An intense play about losing loved ones to the disease Alzheimer's.
The main character Queenie (Meera Syall) is a restauranteur, a widow and the mother of three. She is the proud owner of the only Michelin-starred Indian restaurant in London and runs it with the same intensity and dedication with which she (attempts to) run the lives of her children. Once she is diagnosed with Alzheimer's, we are on a one way road to the end, her ashes ending in Calcutta where she was born.
The play riffs off King Lear: family relationships oscillating around the demise of the central character. But it also shoots you into the heart of life with (or under) a certain type of Indian matriarch. Her acerbic wit is only outdone by her cruel putdowns. She has a son she almost seems to enjoy torturing, while the other two have learnt how to keep out of her firing range. What goes from placating her in the early days of the disease moves to managing her, failing to manage her and finally putting her in full-time care. The children's pain and helplessness is visceral.
Throughout the play, the (dead) husband (Zubin Varla) is present. For Queenie, he is her soulmate, and it is beautifully done. He flies around the stage like a little kid, begging her to loosen up, to play, to have adventures, appealing to her sense of fun, refusing to accept situations that are 'boring' and showing us another side of the woman, possibly before she grew old. As her disease takes her, so does this 'ghost' until she ends up entirely in his world.
The play is linear. It starts with the first sign of memory loss (burnt pans / forgetting the rice) and ends with the scattering of ashes. But what this allows is a play that can go deeper rather than wider. Other subject matters include NHS waiting times, the horrendous isolation for the elderly during COVID, horrific '60s racism towards immigrants and Indian British identity for those born in London but growing up with a different cultural backdrop.

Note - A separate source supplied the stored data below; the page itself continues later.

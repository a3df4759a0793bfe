use indexmap::IndexMap;
use serde::{Deserialize, Serialize};

use crate::core::{DataTable, Viewport};
use crate::error::{ChartError, ChartResult};

use super::{ChartKind, Theme, XKind};

pub const DEFAULT_NUMBER_FORMAT: &str = "#.##";
pub const DEFAULT_COLUMN_WIDTH: f64 = 0.8;

fn default_number_format() -> String {
    DEFAULT_NUMBER_FORMAT.to_owned()
}

fn default_column_width() -> f64 {
    DEFAULT_COLUMN_WIDTH
}

fn default_trend_order() -> usize {
    1
}

/// One plotted series: a value field, plus the lower field for range areas.
#[derive(Debug, Clone, PartialEq, Eq, Serialize, Deserialize)]
#[serde(rename_all = "camelCase", from = "SeriesSpecInput")]
pub struct SeriesSpec {
    pub field: String,
    pub open_field: Option<String>,
}

#[derive(Deserialize)]
#[serde(untagged)]
enum SeriesSpecInput {
    Field(String),
    Spec {
        field: String,
        #[serde(default, rename = "openField")]
        open_field: Option<String>,
    },
}

impl From<SeriesSpecInput> for SeriesSpec {
    fn from(input: SeriesSpecInput) -> Self {
        match input {
            SeriesSpecInput::Field(field) => Self::single(field),
            SeriesSpecInput::Spec { field, open_field } => Self { field, open_field },
        }
    }
}

impl SeriesSpec {
    #[must_use]
    pub fn single(field: impl Into<String>) -> Self {
        Self {
            field: field.into(),
            open_field: None,
        }
    }

    #[must_use]
    pub fn range(field: impl Into<String>, open_field: impl Into<String>) -> Self {
        Self {
            field: field.into(),
            open_field: Some(open_field.into()),
        }
    }

    /// Value field first, then the open field when present.
    pub fn fields(&self) -> impl Iterator<Item = &str> {
        std::iter::once(self.field.as_str()).chain(self.open_field.as_deref())
    }
}

#[derive(Debug, Clone, PartialEq, Default, Serialize, Deserialize)]
#[serde(rename_all = "camelCase")]
pub struct AxisConfig {
    #[serde(default)]
    pub min: Option<f64>,
    #[serde(default)]
    pub max: Option<f64>,
    #[serde(default)]
    pub title: Option<String>,
    /// Number or strftime pattern for tick labels.
    #[serde(default)]
    pub label_format: Option<String>,
}

/// Per-field styling; unset entries fall back to the chart kind defaults.
#[derive(Debug, Clone, PartialEq, Default, Serialize, Deserialize)]
#[serde(rename_all = "camelCase")]
pub struct FieldStyle {
    #[serde(default)]
    pub color: Option<String>,
    #[serde(default)]
    pub stroke_color: Option<String>,
    #[serde(default)]
    pub stroke_width: Option<f64>,
    #[serde(default)]
    pub corner_radius: Option<f64>,
    /// Comma separated dash/gap lengths, e.g. `"4,2"`.
    #[serde(default)]
    pub dash: Option<String>,
    #[serde(default)]
    pub tension: Option<f64>,
    #[serde(default)]
    pub bullet_radius: Option<f64>,
    #[serde(default)]
    pub fill_opacity: Option<f64>,
}

#[derive(Debug, Clone, PartialEq, Serialize, Deserialize)]
#[serde(rename_all = "camelCase")]
pub struct TrendConfig {
    #[serde(default = "default_trend_order")]
    pub order: usize,
    #[serde(default)]
    pub color: Option<String>,
    #[serde(default)]
    pub width: Option<f64>,
    #[serde(default)]
    pub dash: Option<String>,
}

impl TrendConfig {
    #[must_use]
    pub fn with_order(order: usize) -> Self {
        Self {
            order,
            color: None,
            width: None,
            dash: None,
        }
    }
}

#[derive(Debug, Clone, PartialEq, Serialize, Deserialize)]
#[serde(rename_all = "camelCase")]
pub struct ImageConfig {
    pub href: String,
    #[serde(default)]
    pub width: Option<f64>,
    #[serde(default)]
    pub height: Option<f64>,
}

/// Swap control shown when an alternate dataset is present.
#[derive(Debug, Clone, PartialEq, Serialize, Deserialize)]
#[serde(rename_all = "camelCase")]
pub struct ButtonConfig {
    pub label: String,
    #[serde(default)]
    pub color: Option<String>,
}

/// Host-supplied configuration for one chart instance.
///
/// `kind`, `elementId`, `data`, `xField` (alias `categoryField`) and
/// `valueFields` are required; every other entry has a default.
#[derive(Debug, Clone, PartialEq, Serialize, Deserialize)]
#[serde(rename_all = "camelCase")]
pub struct ChartConfig {
    pub kind: ChartKind,
    pub element_id: String,
    #[serde(default)]
    pub shiny_id: Option<String>,
    pub data: DataTable,
    #[serde(default, rename = "data2")]
    pub alternate_data: Option<DataTable>,
    #[serde(alias = "categoryField")]
    pub x_field: String,
    #[serde(default)]
    pub x_kind: Option<XKind>,
    pub value_fields: Vec<SeriesSpec>,
    #[serde(default)]
    pub value_names: IndexMap<String, String>,
    #[serde(default)]
    pub value_axis: AxisConfig,
    #[serde(default)]
    pub x_axis: AxisConfig,
    #[serde(default)]
    pub theme: Theme,
    #[serde(default)]
    pub style: IndexMap<String, FieldStyle>,
    #[serde(default)]
    pub draggable: IndexMap<String, bool>,
    #[serde(default)]
    pub tooltip: IndexMap<String, String>,
    #[serde(default)]
    pub trend: IndexMap<String, TrendConfig>,
    #[serde(default)]
    pub legend: bool,
    #[serde(default)]
    pub scrollbar_x: bool,
    #[serde(default)]
    pub scrollbar_y: bool,
    #[serde(default)]
    pub title: Option<String>,
    #[serde(default)]
    pub caption: Option<String>,
    #[serde(default)]
    pub image: Option<ImageConfig>,
    #[serde(default)]
    pub button: Option<ButtonConfig>,
    #[serde(default = "default_number_format")]
    pub number_format: String,
    #[serde(default)]
    pub date_format: Option<String>,
    #[serde(default = "default_column_width")]
    pub column_width: f64,
    #[serde(default)]
    pub viewport: Viewport,
}

impl ChartConfig {
    #[must_use]
    pub fn new(
        kind: ChartKind,
        element_id: impl Into<String>,
        x_field: impl Into<String>,
        data: DataTable,
    ) -> Self {
        Self {
            kind,
            element_id: element_id.into(),
            shiny_id: None,
            data,
            alternate_data: None,
            x_field: x_field.into(),
            x_kind: None,
            value_fields: Vec::new(),
            value_names: IndexMap::new(),
            value_axis: AxisConfig::default(),
            x_axis: AxisConfig::default(),
            theme: Theme::default(),
            style: IndexMap::new(),
            draggable: IndexMap::new(),
            tooltip: IndexMap::new(),
            trend: IndexMap::new(),
            legend: false,
            scrollbar_x: false,
            scrollbar_y: false,
            title: None,
            caption: None,
            image: None,
            button: None,
            number_format: default_number_format(),
            date_format: None,
            column_width: DEFAULT_COLUMN_WIDTH,
            viewport: Viewport::default(),
        }
    }

    /// Parses the host's JSON configuration.
    pub fn from_json_str(input: &str) -> ChartResult<Self> {
        serde_json::from_str(input)
            .map_err(|e| ChartError::InvalidConfig(format!("failed to parse chart config: {e}")))
    }

    #[must_use]
    pub fn with_value_field(mut self, field: impl Into<String>) -> Self {
        self.value_fields.push(SeriesSpec::single(field));
        self
    }

    #[must_use]
    pub fn with_range_fields(
        mut self,
        field: impl Into<String>,
        open_field: impl Into<String>,
    ) -> Self {
        self.value_fields.push(SeriesSpec::range(field, open_field));
        self
    }

    #[must_use]
    pub fn with_value_name(mut self, field: impl Into<String>, name: impl Into<String>) -> Self {
        self.value_names.insert(field.into(), name.into());
        self
    }

    #[must_use]
    pub fn with_alternate_data(mut self, data: DataTable) -> Self {
        self.alternate_data = Some(data);
        self
    }

    #[must_use]
    pub fn with_shiny_id(mut self, id: impl Into<String>) -> Self {
        self.shiny_id = Some(id.into());
        self
    }

    #[must_use]
    pub fn with_x_kind(mut self, x_kind: XKind) -> Self {
        self.x_kind = Some(x_kind);
        self
    }

    #[must_use]
    pub fn with_value_axis(mut self, min: f64, max: f64) -> Self {
        self.value_axis.min = Some(min);
        self.value_axis.max = Some(max);
        self
    }

    #[must_use]
    pub fn with_x_axis(mut self, min: f64, max: f64) -> Self {
        self.x_axis.min = Some(min);
        self.x_axis.max = Some(max);
        self
    }

    #[must_use]
    pub fn with_draggable(mut self, field: impl Into<String>, draggable: bool) -> Self {
        self.draggable.insert(field.into(), draggable);
        self
    }

    #[must_use]
    pub fn with_style(mut self, field: impl Into<String>, style: FieldStyle) -> Self {
        self.style.insert(field.into(), style);
        self
    }

    #[must_use]
    pub fn with_tooltip(mut self, field: impl Into<String>, template: impl Into<String>) -> Self {
        self.tooltip.insert(field.into(), template.into());
        self
    }

    #[must_use]
    pub fn with_trend(mut self, field: impl Into<String>, order: usize) -> Self {
        self.trend
            .insert(field.into(), TrendConfig::with_order(order));
        self
    }

    #[must_use]
    pub fn with_button(mut self, label: impl Into<String>) -> Self {
        self.button = Some(ButtonConfig {
            label: label.into(),
            color: None,
        });
        self
    }

    #[must_use]
    pub fn with_theme(mut self, theme: Theme) -> Self {
        self.theme = theme;
        self
    }

    #[must_use]
    pub fn with_title(mut self, title: impl Into<String>) -> Self {
        self.title = Some(title.into());
        self
    }

    #[must_use]
    pub fn with_number_format(mut self, format: impl Into<String>) -> Self {
        self.number_format = format.into();
        self
    }

    #[must_use]
    pub fn with_date_format(mut self, format: impl Into<String>) -> Self {
        self.date_format = Some(format.into());
        self
    }

    #[must_use]
    pub fn with_viewport(mut self, viewport: Viewport) -> Self {
        self.viewport = viewport;
        self
    }

    /// Identifier used to key host messages.
    #[must_use]
    pub fn host_id(&self) -> &str {
        self.shiny_id.as_deref().unwrap_or(&self.element_id)
    }

    #[must_use]
    pub fn effective_x_kind(&self) -> XKind {
        self.x_kind.unwrap_or_else(|| self.kind.default_x_kind())
    }

    /// Every plotted field, value fields before their open fields.
    #[must_use]
    pub fn series_fields(&self) -> Vec<&str> {
        self.value_fields.iter().flat_map(SeriesSpec::fields).collect()
    }

    #[must_use]
    pub fn is_draggable(&self, field: &str) -> bool {
        self.draggable.get(field).copied().unwrap_or(false)
    }

    #[must_use]
    pub fn display_name<'a>(&'a self, field: &'a str) -> &'a str {
        self.value_names.get(field).map_or(field, String::as_str)
    }
}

It's a harrowing play, the Bengali girl next to me, married to a Punjabi as am I, was in tears. The first half is better than the second, simply because it is faster paced, funnier and more entertaining. The second is harrowing and unsettling and, by the end, we were both just incredibly sad. Meera Syall plays it beautifully; watching her physically and mentally crumple before our eyes was deeply moving.
The set design (Matt Haskins) is superb: at one moment seaside vistas, then to jagged lines, like the loss of synapses in Queenie's brain. The music score is also stunning; Nitin Sawhney has created a deeply moving soundtrack that fits the script perfectly. There are also moments of literal magic (John Bulleid): mangoes plucked from thin-air.
All in all, impossible not to be moved.